== Study material ==
use crate::network::SignalKind;
use crate::SignalId;
#[cfg(feature = "serde")]
use serde::{Deserialize, Serialize};
use std::collections::VecDeque;

/// A signal or speed post found ahead of the train.
#[derive(Clone, Copy, Debug, PartialEq)]
#[cfg_attr(feature = "serde", derive(Serialize, Deserialize))]
pub(crate) struct ObjectItem {
    pub signal: SignalId,
    pub kind: SignalKind,
    /// Index of the route element the object stands on.
    pub route_index: usize,
    /// Offset of the object into that element in m.
    pub offset: f64,
    /// Odometer reading at which the train's front reaches the object, in m.
    pub at: f64,
}

/// A speed limit waiting for the train to reach the point where it takes effect.
#[derive(Clone, Copy, Debug, PartialEq)]
#[cfg_attr(feature = "serde", derive(Serialize, Deserialize))]
pub(crate) struct DeferredAction {
    /// The object imposing the limit.
    pub signal: SignalId,
    /// Odometer reading at which the limit applies, in m.
    pub trigger: f64,
    /// The new limit in m/s.
    pub speed_limit: f64,
}

/// The rolling window of objects ahead of a train, and the speed limits they impose.
#[derive(Clone, Debug, Default)]
#[cfg_attr(feature = "serde", derive(Serialize, Deserialize))]
pub(crate) struct Lookahead {
    /// Objects ahead in travel order.
    items: VecDeque<ObjectItem>,
    /// Speed limits not yet in force, ordered by trigger.
    deferred: Vec<DeferredAction>,
    /// The speed limit of the line, if any has been seen.
    line_speed: Option<f64>,
}

impl Lookahead {
    pub fn items(&self) -> impl Iterator<Item = &ObjectItem> {
        self.items.iter()
    }

    pub fn last(&self) -> Option<&ObjectItem> {
        self.items.back()
    }

    pub fn push(&mut self, item: ObjectItem) {
        self.items.push_back(item);
    }

    /// Forgets the objects ahead; limits already scheduled stay.
    pub fn clear(&mut self) {
        self.items.clear();
    }

    /// Removes the objects the train's front has passed.
    pub fn pop_passed(&mut self, odometer: f64) -> Vec<ObjectItem> {
        let mut passed = vec![];
        while let Some(item) = self.items.front() {
            if item.at > odometer {
                break;
            }
            passed.extend(self.items.pop_front());
        }
        passed
    }

    /// Adjusts route indices after `count` elements were trimmed from the front of the route.
    pub fn shift_indices(&mut self, count: usize) {
        self.items.retain_mut(|item| {
            if item.route_index < count {
                false
            } else {
                item.route_index -= count;
                true
            }
        });
    }

    /// Schedules a speed limit, replacing any pending one from the same object.
    pub fn schedule(&mut self, action: DeferredAction) {
        self.deferred.retain(|a| a.signal != action.signal);
        let idx = self
            .deferred
            .iter()
            .position(|a| a.trigger > action.trigger)
            .unwrap_or(self.deferred.len());
        self.deferred.insert(idx, action);
    }

    /// Puts the limits whose trigger point has been reached into force.
    pub fn apply_due(&mut self, odometer: f64) -> usize {
        let due = self
            .deferred
            .iter()
            .take_while(|a| a.trigger <= odometer)
            .count();
        for action in self.deferred.drain(..due) {
            self.line_speed = Some(action.speed_limit);
        }
        due
    }

    /// The pending limits.
    pub fn deferred(&self) -> &[DeferredAction] {
        &self.deferred
    }

    pub fn line_speed(&self) -> Option<f64> {
        self.line_speed
    }
}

== Problem description ==
The answer must be every line of the entries that includes the word "which".

== Solved exercise ==
    /// Odometer reading at which the train's front reaches the object, in m.
    /// Odometer reading at which the limit applies, in m.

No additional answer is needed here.